Beyond the Yoga Mat
Monday, December 14th, 2009
For APOGEE instructor Noell Clark, yoga doesn’t end when she steps off the mat. “Part of a complete yoga practice is Seva, the practice of selfless service,” says Clark. Clark fulfills that aspect of her yoga at My Sister’s Place, a Westchester County-based non-profit that helps survivors of domestic violence and human trafficking. For the last two years, Clark has been teaching yoga to the women enrolled in the center’s Life Skills Program, a 12-week empowerment and job readiness program.
For ten women at a time—a total of about 30 a year—the Life Skills Program provides skills and empowerment workshops. Clark has managed the Life Skills program since 2006. As a whole, My Sister’s Place provides legal services, counseling, education, and emergency shelter to thousands of women recovering from abuse and trafficking.
Yoga and My Sister’s Place are a good fit for Clark. She has a degree in Women’s Studies and Political Science from Purchase College, with a concentration in human services and social work. And she knows personally how yoga, with its focus on joining the physical and spiritual, can help someone to become empowered. “I don’t come from the most pristine background—I’ve faced many challenges and overcome a lot in my life. Yoga has helped me with these transitions.” Clark says. “Yoga completely changed my life. For me it’s a no-brainer to give others the gift that was given to me and allowed me to get to the other side of my adversity.”
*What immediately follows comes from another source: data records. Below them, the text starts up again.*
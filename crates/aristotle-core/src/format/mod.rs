//! Response formatting.
//!
//! Every strategy is a pure function from the raw response text and the
//! command argument to a [`StructuredDocument`]. Strategies never fail: when
//! a pattern misses, the block is omitted, and when nothing at all is
//! recognised the strategy falls back to a simpler rendering.
//!
//! ```rust
//! use aristotle_core::format::format_for_query;
//! use aristotle_core::document::Block;
//!
//! let doc = format_for_query("/factpaper 1234", "raw <text>");
//! assert_eq!(doc.blocks(), [Block::Preformatted { text: "raw <text>".into() }]);
//! ```

pub mod audit;
pub mod citation;
pub mod factcheck;
pub mod factpaper;
pub mod generic;
pub mod inline;
pub mod niche;
pub mod research;
pub mod search;
pub mod summary;

pub use research::research_result;

use crate::command::{CommandInvocation, CommandTag};
use crate::document::StructuredDocument;

/// Signature shared by all strategies: `(raw response, command argument)`.
pub type Strategy = fn(&str, &str) -> StructuredDocument;

/// Format a response for a command, or with the generic strategy when there
/// is none.
pub fn format(tag: Option<CommandTag>, raw: &str, argument: &str) -> StructuredDocument {
    match tag {
        Some(tag) => tag.format(raw, argument),
        None => generic::format(raw, argument),
    }
}

/// Format a response for a command given by name (`"search"` or `"/search"`).
///
/// Names outside the known set use the generic strategy.
pub fn format_tagged(tag: &str, raw: &str, argument: &str) -> StructuredDocument {
    format(tag.parse().ok(), raw, argument)
}

/// Parse the query the user typed and format the response accordingly.
pub fn format_for_query(query: &str, raw: &str) -> StructuredDocument {
    let invocation = CommandInvocation::parse(query);
    tracing::debug!(
        command = invocation.command.map(CommandTag::as_str),
        "Formatting response"
    );
    format(invocation.command, raw, &invocation.argument)
}

#[cfg(test)]
mod tests {
    use super::*;
    use crate::document::{Block, RichText};

    #[test]
    fn test_unknown_tag_uses_generic() {
        let raw = "1. a\n2. b";
        assert_eq!(format_tagged("rehydrate", raw, ""), generic::format(raw, ""));
        assert_eq!(format(None, raw, ""), generic::format(raw, ""));
    }

    #[test]
    fn test_known_tag_by_name() {
        let doc = format_tagged("/factpaper", "x", "");
        assert_eq!(doc.blocks(), [Block::Preformatted { text: "x".into() }]);
    }

    #[test]
    fn test_query_dispatch_passes_argument() {
        let doc = format_for_query("/search graph nets", "No results.");
        assert_eq!(doc.blocks()[0], Block::heading(2, "Search results for \"graph nets\""));
    }

    #[test]
    fn test_plain_query_is_generic() {
        let doc = format_for_query("what is attention", "It is a mechanism.");
        assert_eq!(
            doc.blocks(),
            [Block::paragraph(RichText::plain("It is a mechanism."))]
        );
    }
}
Exactly what yoga poses Clark teaches depends on her students. “If the women need to work through their anger, I do a rigorous practice so they can release their emotions and take it out on the mat,” she says. “If they’re farther along in their resolution, I do healing, restorative poses.” (We recently featured one of Clark’s restorative poses on this blog.) Clark teaches five classes a week at APOGEE White Plains and encourages APOGEE members to practice Seva, too. “There’s a concept that in order to keep a gift you have to give it away,” Clark says. “If you act compassionately to others, the more you are open to receive compassion from the world around you.”